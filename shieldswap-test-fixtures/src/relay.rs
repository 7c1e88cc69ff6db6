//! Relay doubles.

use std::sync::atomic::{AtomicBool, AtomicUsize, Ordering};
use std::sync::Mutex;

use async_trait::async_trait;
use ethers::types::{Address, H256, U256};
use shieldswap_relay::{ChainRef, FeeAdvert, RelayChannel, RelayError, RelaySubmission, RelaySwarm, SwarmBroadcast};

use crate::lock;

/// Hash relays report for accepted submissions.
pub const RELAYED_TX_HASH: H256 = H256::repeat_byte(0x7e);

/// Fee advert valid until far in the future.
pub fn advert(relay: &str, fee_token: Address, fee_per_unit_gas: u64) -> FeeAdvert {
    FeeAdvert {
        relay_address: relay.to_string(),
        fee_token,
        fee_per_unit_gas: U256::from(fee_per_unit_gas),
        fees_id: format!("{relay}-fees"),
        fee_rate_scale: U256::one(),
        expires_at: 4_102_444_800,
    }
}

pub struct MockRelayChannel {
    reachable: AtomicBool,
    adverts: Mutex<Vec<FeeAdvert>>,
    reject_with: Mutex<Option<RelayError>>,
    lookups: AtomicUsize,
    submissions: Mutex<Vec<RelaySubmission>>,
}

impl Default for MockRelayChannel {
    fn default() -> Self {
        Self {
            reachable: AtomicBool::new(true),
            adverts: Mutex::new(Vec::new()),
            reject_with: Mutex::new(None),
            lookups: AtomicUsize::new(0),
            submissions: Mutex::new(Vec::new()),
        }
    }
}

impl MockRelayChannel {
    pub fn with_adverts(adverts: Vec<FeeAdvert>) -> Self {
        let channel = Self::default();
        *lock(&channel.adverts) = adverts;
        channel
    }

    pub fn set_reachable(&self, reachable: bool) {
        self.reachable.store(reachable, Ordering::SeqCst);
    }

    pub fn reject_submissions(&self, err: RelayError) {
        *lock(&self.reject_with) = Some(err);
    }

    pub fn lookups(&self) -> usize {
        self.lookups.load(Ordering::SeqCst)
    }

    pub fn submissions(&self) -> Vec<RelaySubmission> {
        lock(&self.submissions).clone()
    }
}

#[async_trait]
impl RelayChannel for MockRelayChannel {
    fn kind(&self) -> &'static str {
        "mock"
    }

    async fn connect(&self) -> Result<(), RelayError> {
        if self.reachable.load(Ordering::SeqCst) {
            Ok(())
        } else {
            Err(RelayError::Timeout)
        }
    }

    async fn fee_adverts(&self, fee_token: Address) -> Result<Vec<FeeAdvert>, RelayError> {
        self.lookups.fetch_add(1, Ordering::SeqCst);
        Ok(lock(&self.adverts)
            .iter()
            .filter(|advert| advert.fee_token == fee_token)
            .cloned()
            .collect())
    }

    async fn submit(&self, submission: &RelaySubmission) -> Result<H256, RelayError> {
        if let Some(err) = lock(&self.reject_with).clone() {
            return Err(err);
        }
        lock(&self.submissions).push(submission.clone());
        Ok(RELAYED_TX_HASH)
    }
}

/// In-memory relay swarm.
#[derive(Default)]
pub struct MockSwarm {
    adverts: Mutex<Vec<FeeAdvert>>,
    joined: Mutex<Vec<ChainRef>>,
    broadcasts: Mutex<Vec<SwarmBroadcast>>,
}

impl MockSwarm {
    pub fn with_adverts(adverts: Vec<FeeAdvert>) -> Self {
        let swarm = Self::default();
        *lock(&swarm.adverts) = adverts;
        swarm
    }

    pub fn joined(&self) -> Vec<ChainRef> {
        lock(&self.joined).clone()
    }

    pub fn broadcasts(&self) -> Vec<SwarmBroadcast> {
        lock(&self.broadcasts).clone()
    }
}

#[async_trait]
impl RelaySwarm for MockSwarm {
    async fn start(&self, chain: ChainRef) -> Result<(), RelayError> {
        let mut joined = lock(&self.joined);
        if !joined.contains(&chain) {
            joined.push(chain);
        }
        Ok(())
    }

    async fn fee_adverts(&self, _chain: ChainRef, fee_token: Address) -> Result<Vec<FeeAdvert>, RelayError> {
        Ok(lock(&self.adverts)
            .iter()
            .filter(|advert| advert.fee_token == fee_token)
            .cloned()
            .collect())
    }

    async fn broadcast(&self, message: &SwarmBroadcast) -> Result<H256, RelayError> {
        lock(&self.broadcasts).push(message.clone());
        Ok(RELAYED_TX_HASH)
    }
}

- - - -

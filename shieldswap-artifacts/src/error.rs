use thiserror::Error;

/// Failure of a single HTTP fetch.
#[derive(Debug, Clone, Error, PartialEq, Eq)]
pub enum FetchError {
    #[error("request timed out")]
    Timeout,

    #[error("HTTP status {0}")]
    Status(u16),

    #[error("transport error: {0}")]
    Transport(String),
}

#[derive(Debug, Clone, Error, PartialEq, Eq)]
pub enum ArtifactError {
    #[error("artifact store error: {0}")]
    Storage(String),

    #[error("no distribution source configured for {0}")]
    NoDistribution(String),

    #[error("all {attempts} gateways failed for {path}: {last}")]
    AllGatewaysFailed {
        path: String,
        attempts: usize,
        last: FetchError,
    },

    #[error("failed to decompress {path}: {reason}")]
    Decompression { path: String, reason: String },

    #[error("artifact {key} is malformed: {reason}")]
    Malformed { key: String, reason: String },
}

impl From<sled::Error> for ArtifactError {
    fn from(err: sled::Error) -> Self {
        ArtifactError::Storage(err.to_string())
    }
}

- - - -

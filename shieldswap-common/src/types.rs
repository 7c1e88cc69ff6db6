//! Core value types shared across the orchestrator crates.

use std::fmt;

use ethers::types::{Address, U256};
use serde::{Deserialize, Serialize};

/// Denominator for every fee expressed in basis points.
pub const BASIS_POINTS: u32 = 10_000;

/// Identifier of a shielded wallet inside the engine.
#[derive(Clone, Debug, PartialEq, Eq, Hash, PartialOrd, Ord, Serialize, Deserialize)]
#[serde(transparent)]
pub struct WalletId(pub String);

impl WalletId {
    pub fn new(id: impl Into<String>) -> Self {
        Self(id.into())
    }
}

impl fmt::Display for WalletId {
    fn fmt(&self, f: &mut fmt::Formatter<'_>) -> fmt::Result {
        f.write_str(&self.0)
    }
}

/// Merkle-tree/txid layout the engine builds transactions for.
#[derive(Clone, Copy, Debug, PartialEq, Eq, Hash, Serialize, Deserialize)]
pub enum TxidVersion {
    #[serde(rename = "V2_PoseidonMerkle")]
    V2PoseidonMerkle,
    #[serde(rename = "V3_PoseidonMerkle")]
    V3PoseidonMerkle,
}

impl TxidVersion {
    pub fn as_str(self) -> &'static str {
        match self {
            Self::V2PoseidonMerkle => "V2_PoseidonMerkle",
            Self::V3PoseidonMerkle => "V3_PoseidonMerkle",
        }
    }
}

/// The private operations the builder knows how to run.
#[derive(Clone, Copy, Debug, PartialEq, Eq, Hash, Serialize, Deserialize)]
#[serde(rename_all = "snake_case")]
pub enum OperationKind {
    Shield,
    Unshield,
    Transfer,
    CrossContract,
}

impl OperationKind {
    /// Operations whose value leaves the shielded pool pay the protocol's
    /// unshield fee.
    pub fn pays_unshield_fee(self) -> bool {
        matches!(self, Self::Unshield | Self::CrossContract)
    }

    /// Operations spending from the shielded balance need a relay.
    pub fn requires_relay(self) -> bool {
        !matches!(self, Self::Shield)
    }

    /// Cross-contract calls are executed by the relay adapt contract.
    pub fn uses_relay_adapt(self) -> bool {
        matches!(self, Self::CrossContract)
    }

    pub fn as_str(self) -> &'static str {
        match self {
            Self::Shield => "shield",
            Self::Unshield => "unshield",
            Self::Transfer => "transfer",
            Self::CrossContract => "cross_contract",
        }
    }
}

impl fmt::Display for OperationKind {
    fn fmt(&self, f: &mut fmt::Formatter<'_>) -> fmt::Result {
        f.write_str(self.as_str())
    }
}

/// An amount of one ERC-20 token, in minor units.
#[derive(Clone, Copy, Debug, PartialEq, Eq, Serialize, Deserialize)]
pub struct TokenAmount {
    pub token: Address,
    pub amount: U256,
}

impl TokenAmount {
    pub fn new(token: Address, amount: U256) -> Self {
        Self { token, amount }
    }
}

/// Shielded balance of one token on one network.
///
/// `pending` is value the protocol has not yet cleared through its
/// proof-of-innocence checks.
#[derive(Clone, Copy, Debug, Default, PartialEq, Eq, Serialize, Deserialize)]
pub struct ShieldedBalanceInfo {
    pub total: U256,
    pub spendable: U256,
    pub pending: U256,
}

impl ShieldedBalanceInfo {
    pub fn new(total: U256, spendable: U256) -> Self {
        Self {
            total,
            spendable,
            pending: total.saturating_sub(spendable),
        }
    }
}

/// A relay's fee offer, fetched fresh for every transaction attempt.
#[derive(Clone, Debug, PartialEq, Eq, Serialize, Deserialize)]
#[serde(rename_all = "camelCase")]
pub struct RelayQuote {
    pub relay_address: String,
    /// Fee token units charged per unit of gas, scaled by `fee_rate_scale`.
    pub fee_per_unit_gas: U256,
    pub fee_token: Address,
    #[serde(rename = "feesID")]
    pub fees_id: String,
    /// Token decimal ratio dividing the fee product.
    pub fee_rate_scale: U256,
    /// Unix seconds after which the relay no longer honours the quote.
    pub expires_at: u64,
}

- - - -

=== YOUR INSTRUCTIONS ===
Scan the records above for the word "reachable". Copy each line that has it.

=== THE ANSWER ===
    reachable: AtomicBool,
            reachable: AtomicBool::new(true),
    pub fn set_reachable(&self, reachable: bool) {
        self.reachable.store(reachable, Ordering::SeqCst);
        if self.reachable.load(Ordering::SeqCst) {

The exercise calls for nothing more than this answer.